After that war, peace came. But difficulty came [again] in 1912; that was the most recent [trouble] and where Ixtepeji was left alone, because afterwards Las Animas was divided from the Ixtepeji sierra; only Macuiltianguis, Annalco, Guelatao and another town that was [already] finished went with it. That town was San Antonio – it belonged to this agencia – but that one has gone, its inhabitants didn’t come back. The other towns did come back, and little by little those towns grew. But more towns were against Ixtepeji; that’s why Ixtepeji had its own story.
Ixtepeji tried to go and take Oaxaca, but it couldn’t. Maybe the destiny of the town was that way: soldiers came to attack it, but they couldn’t, because it defended itself anyway it could… But their mistake was that they did not show mercy. The attack that was here at El Cerezal - that was on June 12th 1912. If they had tried to spare the lives of the federal soldiers, who were soldiers in the state service, maybe they could have achieved more, but when they saw a federal they always killed him. With that behaviour they signed their own death sentence, because on June 12th there was the attack here at El Cerezal.
From there they looked for a way to surround it, during the first days of November. Then the people from Lachatao came – the ones from Atepec, the ones from Ixtlan – to attack Ixtepeji. They managed to repulse them, but while the federal forces were winning on the side of Zoquiapan – that’s why on one side of San Pedro, there they were still trying to defend the town. Even the Carrasco soldiers went to try and stop the federals, but they couldn’t because “here there is the bomb” – that was their password – and when they arrived at the Soture ridge, those from Lachatao answered them, those who were on the other side, by Reynoso, and ready to attack on two fronts to Ixtepeji, they couldn’t. That’s why the chiefs had to run away. Those who stayed behind were the most humble (the ordinary people), the most patient, but only to see in what way they could surrender the town; or they hid themselves, most of them just hid.

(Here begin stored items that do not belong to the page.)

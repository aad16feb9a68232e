use unicode_segmentation::UnicodeSegmentation;

use crate::models::Language;

pub fn normalize_text(input: &str) -> String {
    input.split_whitespace().collect::<Vec<_>>().join(" ")
}

const PT_STOPWORDS: &[&str] = &[
    "não", "você", "olá", "eu", "me", "chamo", "nasci", "em", "no", "na", "dia", "com", "uma",
    "um", "para", "que", "é", "de", "do", "da", "os", "as", "meu", "minha", "obrigado",
];
const EN_STOPWORDS: &[&str] = &[
    "the", "and", "is", "are", "my", "name", "i", "was", "born", "in", "on", "of", "to", "you",
    "what", "lives", "hello", "with", "a", "an",
];
const ES_STOPWORDS: &[&str] = &[
    "el", "la", "los", "las", "y", "es", "mi", "nombre", "llamo", "nací", "en", "hola", "con",
    "una", "un", "para", "que", "de", "del", "usted",
];
const FR_STOPWORDS: &[&str] = &[
    "le", "la", "les", "et", "est", "je", "suis", "mon", "nom", "appelle", "né", "en", "bonjour",
    "avec", "une", "un", "pour", "que", "de", "du", "vous",
];

/// Picks `explicit` when it is a known language, otherwise guesses from the text:
/// non-Latin scripts first, then Latin stop-word counts.
pub fn detect_language(explicit: Option<Language>, text: &str) -> Language {
    if let Some(language) = explicit {
        if language != Language::Unknown {
            return language;
        }
    }

    let mut hebrew_count = 0usize;
    let mut arabic_count = 0usize;
    let mut cyrillic_count = 0usize;
    let mut latin_count = 0usize;

    for ch in text.chars() {
        let code = ch as u32;
        if (0x0590..=0x05FF).contains(&code) {
            hebrew_count += 1;
        } else if (0x0600..=0x06FF).contains(&code) {
            arabic_count += 1;
        } else if (0x0400..=0x04FF).contains(&code) {
            cyrillic_count += 1;
        } else if ch.is_alphabetic() && (ch.is_ascii() || (0x00C0..=0x024F).contains(&code)) {
            latin_count += 1;
        }
    }

    if hebrew_count > latin_count && hebrew_count > 0 {
        return Language::He;
    }
    if arabic_count > latin_count && arabic_count > 0 {
        return Language::Ar;
    }
    if cyrillic_count > latin_count && cyrillic_count > 0 {
        return Language::Ru;
    }
    if latin_count == 0 {
        return Language::Unknown;
    }

    let lower = text.to_lowercase();
    let words = lower.unicode_words().collect::<Vec<_>>();
    let candidates = [
        (Language::Pt, PT_STOPWORDS),
        (Language::En, EN_STOPWORDS),
        (Language::Es, ES_STOPWORDS),
        (Language::Fr, FR_STOPWORDS),
    ];

    let mut best = Language::En;
    let mut best_hits = 0usize;
    for (language, stopwords) in candidates {
        let hits = words.iter().filter(|word| stopwords.contains(word)).count();
        if hits > best_hits {
            best = language;
            best_hits = hits;
        }
    }

    best
}

#[cfg(test)]
mod tests {
    use super::*;

    #[test]
    fn explicit_language_wins() {
        assert_eq!(
            detect_language(Some(Language::Fr), "hello my name is Maria"),
            Language::Fr
        );
    }

    #[test]
    fn detects_portuguese() {
        assert_eq!(
            detect_language(None, "Olá eu me chamo João Paulo, nasci em São Paulo"),
            Language::Pt
        );
    }

    #[test]
    fn detects_english_and_scripts() {
        assert_eq!(detect_language(None, "Maria lives in Paris"), Language::En);
        assert_eq!(detect_language(None, "Меня зовут Мария"), Language::Ru);
        assert_eq!(detect_language(None, "12345 !!"), Language::Unknown);
    }

    #[test]
    fn collapses_whitespace() {
        assert_eq!(normalize_text("  hi \n\t there  "), "hi there");
    }
}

After two or three days of hiding, then they looked for a way to draw them out, by pardoning them. They weren’t going to kill them, or do anything [bad] like them (that?), they just wanted the guns. But they arrived at the stopping point, where the football camp is now… There they got everybody together. Once they were there they told them: “Now we are going to Oaxaca with the stronger men; the women and the elderly people are going to Xia.” And that’s how they divided them, making it worse for them. People said they took them to camp in the open land of Yatareni. There, all those who were going to Xia went to camp, to see how their church was burning, how the municipality was burning, so that they would learn from that; but since they were divided it was very bad. After that, they killed a lot of people. But it was the same Ixtepejans, the ones who changed to the other side with the other towns, because the town was divided – and that was eight years of fighting. That is the story of the wars up until 1920… Then they signed the peace [agreement]. Since then, there has not been anything [in the way of serious conflict].